PROBLEM REQUIREMENTS
In the entries below, which lines run from the one containing "an unframed stream." to the one containing "if dispatch(command, tracer, adapter)"? Copy exactly those lines, ends included, and no others.

Stored data
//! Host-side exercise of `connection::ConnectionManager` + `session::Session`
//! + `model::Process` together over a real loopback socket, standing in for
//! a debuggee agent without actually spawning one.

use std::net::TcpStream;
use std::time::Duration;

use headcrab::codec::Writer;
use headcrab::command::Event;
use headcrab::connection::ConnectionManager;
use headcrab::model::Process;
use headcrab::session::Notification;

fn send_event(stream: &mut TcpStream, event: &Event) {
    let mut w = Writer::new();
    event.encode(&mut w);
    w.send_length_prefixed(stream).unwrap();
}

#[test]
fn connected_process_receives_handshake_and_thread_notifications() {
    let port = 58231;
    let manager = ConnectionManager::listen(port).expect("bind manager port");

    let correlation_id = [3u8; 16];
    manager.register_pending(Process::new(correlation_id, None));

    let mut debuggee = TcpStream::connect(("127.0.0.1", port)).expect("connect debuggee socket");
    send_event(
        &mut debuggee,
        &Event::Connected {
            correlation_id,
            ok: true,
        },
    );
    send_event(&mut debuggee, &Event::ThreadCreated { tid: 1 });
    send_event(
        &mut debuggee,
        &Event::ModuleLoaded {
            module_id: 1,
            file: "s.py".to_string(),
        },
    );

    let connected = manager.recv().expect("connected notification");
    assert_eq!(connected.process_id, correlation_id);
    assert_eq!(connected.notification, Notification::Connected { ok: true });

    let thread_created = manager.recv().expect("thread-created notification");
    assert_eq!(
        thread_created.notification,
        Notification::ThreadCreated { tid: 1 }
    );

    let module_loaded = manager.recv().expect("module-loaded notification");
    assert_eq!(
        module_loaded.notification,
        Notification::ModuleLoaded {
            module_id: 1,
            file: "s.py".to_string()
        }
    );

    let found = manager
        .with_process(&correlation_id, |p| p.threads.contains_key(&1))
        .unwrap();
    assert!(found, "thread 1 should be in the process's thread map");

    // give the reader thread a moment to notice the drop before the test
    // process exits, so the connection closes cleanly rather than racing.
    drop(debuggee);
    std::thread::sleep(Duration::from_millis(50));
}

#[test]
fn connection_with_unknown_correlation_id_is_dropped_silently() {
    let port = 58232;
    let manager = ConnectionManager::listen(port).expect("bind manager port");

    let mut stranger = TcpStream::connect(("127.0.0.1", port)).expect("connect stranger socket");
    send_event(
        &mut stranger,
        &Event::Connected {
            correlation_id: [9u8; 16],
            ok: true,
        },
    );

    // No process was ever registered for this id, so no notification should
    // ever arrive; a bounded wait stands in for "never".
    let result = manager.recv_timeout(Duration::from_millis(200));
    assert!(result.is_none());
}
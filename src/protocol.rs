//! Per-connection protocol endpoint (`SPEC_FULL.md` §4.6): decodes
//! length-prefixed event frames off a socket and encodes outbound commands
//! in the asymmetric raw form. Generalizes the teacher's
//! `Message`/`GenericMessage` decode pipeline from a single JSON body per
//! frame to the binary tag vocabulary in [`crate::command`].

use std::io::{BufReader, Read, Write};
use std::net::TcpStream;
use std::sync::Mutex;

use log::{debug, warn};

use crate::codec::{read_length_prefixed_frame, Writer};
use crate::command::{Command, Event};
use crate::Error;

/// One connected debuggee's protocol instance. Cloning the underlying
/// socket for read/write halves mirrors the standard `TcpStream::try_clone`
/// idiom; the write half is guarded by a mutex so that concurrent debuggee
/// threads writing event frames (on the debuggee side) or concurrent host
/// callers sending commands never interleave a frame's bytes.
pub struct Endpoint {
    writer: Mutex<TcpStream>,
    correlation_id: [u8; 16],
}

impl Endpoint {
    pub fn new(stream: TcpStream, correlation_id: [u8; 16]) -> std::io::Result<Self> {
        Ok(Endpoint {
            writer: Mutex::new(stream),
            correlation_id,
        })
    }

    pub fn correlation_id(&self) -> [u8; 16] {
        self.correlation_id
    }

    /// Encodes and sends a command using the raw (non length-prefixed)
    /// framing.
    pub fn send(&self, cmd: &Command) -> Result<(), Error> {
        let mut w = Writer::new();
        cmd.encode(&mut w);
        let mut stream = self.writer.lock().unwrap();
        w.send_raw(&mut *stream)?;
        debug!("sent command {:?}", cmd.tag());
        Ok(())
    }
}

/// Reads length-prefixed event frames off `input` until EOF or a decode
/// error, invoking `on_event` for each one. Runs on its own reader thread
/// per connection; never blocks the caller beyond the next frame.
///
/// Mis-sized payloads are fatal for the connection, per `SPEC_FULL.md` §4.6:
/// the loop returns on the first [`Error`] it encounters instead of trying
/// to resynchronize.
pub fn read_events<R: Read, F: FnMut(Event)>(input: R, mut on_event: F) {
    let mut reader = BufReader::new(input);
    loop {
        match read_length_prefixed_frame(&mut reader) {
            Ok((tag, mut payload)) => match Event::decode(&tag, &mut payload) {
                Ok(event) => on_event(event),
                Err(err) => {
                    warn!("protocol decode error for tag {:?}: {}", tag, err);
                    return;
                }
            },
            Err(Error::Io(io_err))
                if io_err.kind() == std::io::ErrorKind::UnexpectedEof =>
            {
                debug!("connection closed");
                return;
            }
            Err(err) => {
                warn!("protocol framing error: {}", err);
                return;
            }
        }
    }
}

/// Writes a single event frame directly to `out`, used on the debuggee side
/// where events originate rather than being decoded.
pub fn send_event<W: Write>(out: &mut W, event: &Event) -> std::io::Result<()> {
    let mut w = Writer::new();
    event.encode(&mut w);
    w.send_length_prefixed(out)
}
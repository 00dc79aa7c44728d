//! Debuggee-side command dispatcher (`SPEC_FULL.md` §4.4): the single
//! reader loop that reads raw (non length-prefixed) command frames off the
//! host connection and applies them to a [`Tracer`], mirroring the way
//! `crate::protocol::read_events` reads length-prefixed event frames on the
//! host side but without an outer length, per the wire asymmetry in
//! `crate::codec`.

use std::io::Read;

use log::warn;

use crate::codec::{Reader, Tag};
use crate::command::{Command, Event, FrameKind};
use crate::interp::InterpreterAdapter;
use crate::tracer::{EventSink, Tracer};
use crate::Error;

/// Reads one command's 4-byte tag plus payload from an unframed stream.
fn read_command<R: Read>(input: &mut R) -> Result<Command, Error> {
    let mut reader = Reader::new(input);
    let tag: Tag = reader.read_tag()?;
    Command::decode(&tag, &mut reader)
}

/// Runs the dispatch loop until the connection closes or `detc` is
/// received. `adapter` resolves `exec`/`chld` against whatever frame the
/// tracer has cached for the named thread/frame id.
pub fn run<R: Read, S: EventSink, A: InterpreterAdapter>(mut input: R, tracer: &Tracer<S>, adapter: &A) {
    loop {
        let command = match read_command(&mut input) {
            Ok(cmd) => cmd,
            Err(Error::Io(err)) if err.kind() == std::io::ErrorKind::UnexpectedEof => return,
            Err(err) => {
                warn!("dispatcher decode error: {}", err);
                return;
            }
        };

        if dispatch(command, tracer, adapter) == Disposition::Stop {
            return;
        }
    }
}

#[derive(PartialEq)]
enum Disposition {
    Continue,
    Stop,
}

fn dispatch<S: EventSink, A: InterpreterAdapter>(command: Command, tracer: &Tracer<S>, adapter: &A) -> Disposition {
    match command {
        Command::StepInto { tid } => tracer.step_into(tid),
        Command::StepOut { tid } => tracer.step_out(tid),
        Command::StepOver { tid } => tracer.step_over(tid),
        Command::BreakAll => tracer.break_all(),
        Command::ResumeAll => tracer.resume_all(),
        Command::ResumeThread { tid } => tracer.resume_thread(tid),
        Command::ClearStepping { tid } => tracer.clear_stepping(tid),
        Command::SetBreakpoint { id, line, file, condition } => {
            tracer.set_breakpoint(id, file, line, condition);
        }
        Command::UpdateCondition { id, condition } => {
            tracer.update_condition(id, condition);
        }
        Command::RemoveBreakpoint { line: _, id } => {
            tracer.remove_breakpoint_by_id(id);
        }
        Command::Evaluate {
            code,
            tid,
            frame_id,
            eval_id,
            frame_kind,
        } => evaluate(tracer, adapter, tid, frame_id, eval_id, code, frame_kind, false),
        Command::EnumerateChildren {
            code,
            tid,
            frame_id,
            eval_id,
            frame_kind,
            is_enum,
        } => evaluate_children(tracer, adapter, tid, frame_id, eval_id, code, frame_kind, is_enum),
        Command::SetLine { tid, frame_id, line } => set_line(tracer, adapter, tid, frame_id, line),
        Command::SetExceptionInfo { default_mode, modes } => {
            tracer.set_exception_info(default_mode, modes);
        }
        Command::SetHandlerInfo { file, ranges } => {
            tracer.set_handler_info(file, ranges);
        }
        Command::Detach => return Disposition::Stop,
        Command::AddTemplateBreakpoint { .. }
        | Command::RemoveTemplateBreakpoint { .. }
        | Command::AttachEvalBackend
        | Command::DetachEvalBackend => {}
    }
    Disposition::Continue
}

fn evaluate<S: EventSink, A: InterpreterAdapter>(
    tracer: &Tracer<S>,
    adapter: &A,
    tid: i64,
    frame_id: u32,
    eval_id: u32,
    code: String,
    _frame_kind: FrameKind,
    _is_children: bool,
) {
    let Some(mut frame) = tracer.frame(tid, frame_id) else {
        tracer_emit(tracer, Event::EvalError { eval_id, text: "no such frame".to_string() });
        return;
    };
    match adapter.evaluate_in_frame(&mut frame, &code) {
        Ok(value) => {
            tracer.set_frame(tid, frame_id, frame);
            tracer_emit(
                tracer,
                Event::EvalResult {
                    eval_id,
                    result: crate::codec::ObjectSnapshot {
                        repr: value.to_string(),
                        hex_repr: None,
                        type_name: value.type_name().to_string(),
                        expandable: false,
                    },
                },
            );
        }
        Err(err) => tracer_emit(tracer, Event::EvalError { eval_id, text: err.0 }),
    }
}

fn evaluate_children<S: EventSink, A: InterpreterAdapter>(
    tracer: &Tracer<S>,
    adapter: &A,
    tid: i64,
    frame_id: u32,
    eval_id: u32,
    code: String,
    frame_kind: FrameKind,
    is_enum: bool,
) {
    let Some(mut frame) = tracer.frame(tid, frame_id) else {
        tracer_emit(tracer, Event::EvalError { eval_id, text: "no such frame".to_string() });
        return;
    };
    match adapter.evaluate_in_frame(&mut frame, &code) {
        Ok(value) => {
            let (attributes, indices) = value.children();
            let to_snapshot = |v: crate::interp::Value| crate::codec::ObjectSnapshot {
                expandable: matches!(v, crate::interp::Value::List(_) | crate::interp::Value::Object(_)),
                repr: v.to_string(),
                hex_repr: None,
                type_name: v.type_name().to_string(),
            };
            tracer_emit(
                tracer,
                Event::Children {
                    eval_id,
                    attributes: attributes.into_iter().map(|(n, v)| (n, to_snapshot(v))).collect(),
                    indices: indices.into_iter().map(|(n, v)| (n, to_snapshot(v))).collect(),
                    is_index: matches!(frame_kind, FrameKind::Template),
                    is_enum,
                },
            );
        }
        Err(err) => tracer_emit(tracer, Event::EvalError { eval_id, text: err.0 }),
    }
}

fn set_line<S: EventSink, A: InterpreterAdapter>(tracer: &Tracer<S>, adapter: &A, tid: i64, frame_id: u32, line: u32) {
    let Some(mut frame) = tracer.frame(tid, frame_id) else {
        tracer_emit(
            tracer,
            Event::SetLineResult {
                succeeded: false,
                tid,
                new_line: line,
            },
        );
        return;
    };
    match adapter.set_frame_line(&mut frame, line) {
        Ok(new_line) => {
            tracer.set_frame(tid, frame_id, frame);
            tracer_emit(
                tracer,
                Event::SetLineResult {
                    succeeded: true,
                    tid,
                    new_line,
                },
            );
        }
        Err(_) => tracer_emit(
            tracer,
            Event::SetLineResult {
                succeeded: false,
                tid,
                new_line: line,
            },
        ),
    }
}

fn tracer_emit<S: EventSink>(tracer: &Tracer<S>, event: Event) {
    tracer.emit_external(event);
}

EXERCISE OUTPUT
/// Reads one command's 4-byte tag plus payload from an unframed stream.
fn read_command<R: Read>(input: &mut R) -> Result<Command, Error> {
    let mut reader = Reader::new(input);
    let tag: Tag = reader.read_tag()?;
    Command::decode(&tag, &mut reader)
}

/// Runs the dispatch loop until the connection closes or `detc` is
/// received. `adapter` resolves `exec`/`chld` against whatever frame the
/// tracer has cached for the named thread/frame id.
pub fn run<R: Read, S: EventSink, A: InterpreterAdapter>(mut input: R, tracer: &Tracer<S>, adapter: &A) {
    loop {
        let command = match read_command(&mut input) {
            Ok(cmd) => cmd,
            Err(Error::Io(err)) if err.kind() == std::io::ErrorKind::UnexpectedEof => return,
            Err(err) => {
                warn!("dispatcher decode error: {}", err);
                return;
            }
        };

        if dispatch(command, tracer, adapter) == Disposition::Stop {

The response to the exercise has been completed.